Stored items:
┌──
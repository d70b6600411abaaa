// Node configuration, loaded from a JSON file
use std::path::{Path, PathBuf};
use std::sync::Arc;

use serde::{Deserialize, Serialize};
use tokio::fs;
use tracing::info;

use crate::crypto::Point;
use crate::primitives::{Address, AssetId, Result, SwapError};
use crate::storage::{MemoryStore, SledStore, StateStore};
use crate::wallet::{DEFAULT_DLOG_BOUND, MAX_DLOG_BOUND};

/// Addresses as `0x` hex strings in the file
mod hex_address {
    use super::Address;
    use serde::{Deserialize, Deserializer, Serializer};

    pub fn serialize<S: Serializer>(address: &Address, serializer: S) -> Result<S::Ok, S::Error> {
        serializer.serialize_str(&address.to_hex())
    }

    pub fn deserialize<'de, D: Deserializer<'de>>(deserializer: D) -> Result<Address, D::Error> {
        let s = String::deserialize(deserializer)?;
        Address::from_hex(&s).map_err(serde::de::Error::custom)
    }
}

mod hex_address_list {
    use super::Address;
    use serde::{Deserialize, Deserializer, Serializer};

    pub fn serialize<S: Serializer>(addresses: &[Address], serializer: S) -> Result<S::Ok, S::Error> {
        serializer.collect_seq(addresses.iter().map(Address::to_hex))
    }

    pub fn deserialize<'de, D: Deserializer<'de>>(deserializer: D) -> Result<Vec<Address>, D::Error> {
        Vec::<String>::deserialize(deserializer)?
            .iter()
            .map(|s| Address::from_hex(s).map_err(serde::de::Error::custom))
            .collect()
    }
}

#[derive(Debug, Clone, Copy, PartialEq, Eq, Serialize, Deserialize)]
#[serde(rename_all = "lowercase")]
pub enum StorageBackend {
    Memory,
    Sled,
}

#[derive(Debug, Clone, PartialEq, Eq, Serialize, Deserialize)]
#[serde(default)]
pub struct SwapConfig {
    /// Programmatic spender that settles finalized offers
    #[serde(with = "hex_address")]
    pub swap_address: Address,
    /// Hex `x || y` of the auditor's BabyJubJub key
    pub auditor_public_key: Option<String>,
    #[serde(with = "hex_address_list")]
    pub tracked_assets: Vec<AssetId>,
    pub keys_dir: PathBuf,
    pub data_dir: PathBuf,
    pub storage: StorageBackend,
    /// Upper bound of the discrete-log search wallets run when decrypting
    pub dlog_bound: u64,
}

impl Default for SwapConfig {
    fn default() -> Self {
        Self {
            swap_address: Address::from_label("confidential-swap"),
            auditor_public_key: None,
            tracked_assets: Vec::new(),
            keys_dir: PathBuf::from("./zkp_keys"),
            data_dir: PathBuf::from("./data"),
            storage: StorageBackend::Sled,
            dlog_bound: DEFAULT_DLOG_BOUND,
        }
    }
}

impl SwapConfig {
    pub fn from_json(json: &str) -> Result<Self> {
        let config: Self = serde_json::from_str(json)
            .map_err(|e| SwapError::Config(format!("Invalid config: {}", e)))?;
        config.validate()?;
        Ok(config)
    }

    pub async fn load(path: &Path) -> Result<Self> {
        let json = fs::read_to_string(path)
            .await
            .map_err(|e| SwapError::Config(format!("Failed to read {:?}: {}", path, e)))?;
        let config = Self::from_json(&json)?;
        info!("⚙️ Loaded configuration from {:?}", path);
        Ok(config)
    }

    pub async fn save(&self, path: &Path) -> Result<()> {
        let json = serde_json::to_string_pretty(self)?;
        fs::write(path, json).await?;
        Ok(())
    }

    pub fn validate(&self) -> Result<()> {
        if self.swap_address.is_zero() {
            return Err(SwapError::Config("swap_address must be non-zero".to_string()));
        }
        if self.tracked_assets.iter().any(Address::is_zero) {
            return Err(SwapError::Config("the zero address cannot be a tracked asset".to_string()));
        }
        if self.dlog_bound == 0 {
            return Err(SwapError::Config("dlog_bound must be positive".to_string()));
        }
        if self.dlog_bound > MAX_DLOG_BOUND {
            return Err(SwapError::Config(format!(
                "dlog_bound {} exceeds the maximum of {}",
                self.dlog_bound, MAX_DLOG_BOUND
            )));
        }
        if self.auditor_public_key.is_some() {
            self.auditor_pk()?;
        }
        Ok(())
    }

    pub fn auditor_pk(&self) -> Result<Point> {
        let hex = self
            .auditor_public_key
            .as_deref()
            .ok_or_else(|| SwapError::Config("auditor_public_key is not set".to_string()))?;
        Point::from_hex(hex).map_err(|e| SwapError::Config(format!("auditor_public_key: {}", e)))
    }

    pub fn open_store(&self) -> Result<Arc<dyn StateStore>> {
        match self.storage {
            StorageBackend::Memory => Ok(Arc::new(MemoryStore::new())),
            StorageBackend::Sled => Ok(Arc::new(SledStore::new(self.data_dir.join("state"))?)),
        }
    }
}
└──
Return a copy of each line in the records above that has "file" in it.

// Node configuration, loaded from a JSON file
/// Addresses as `0x` hex strings in the file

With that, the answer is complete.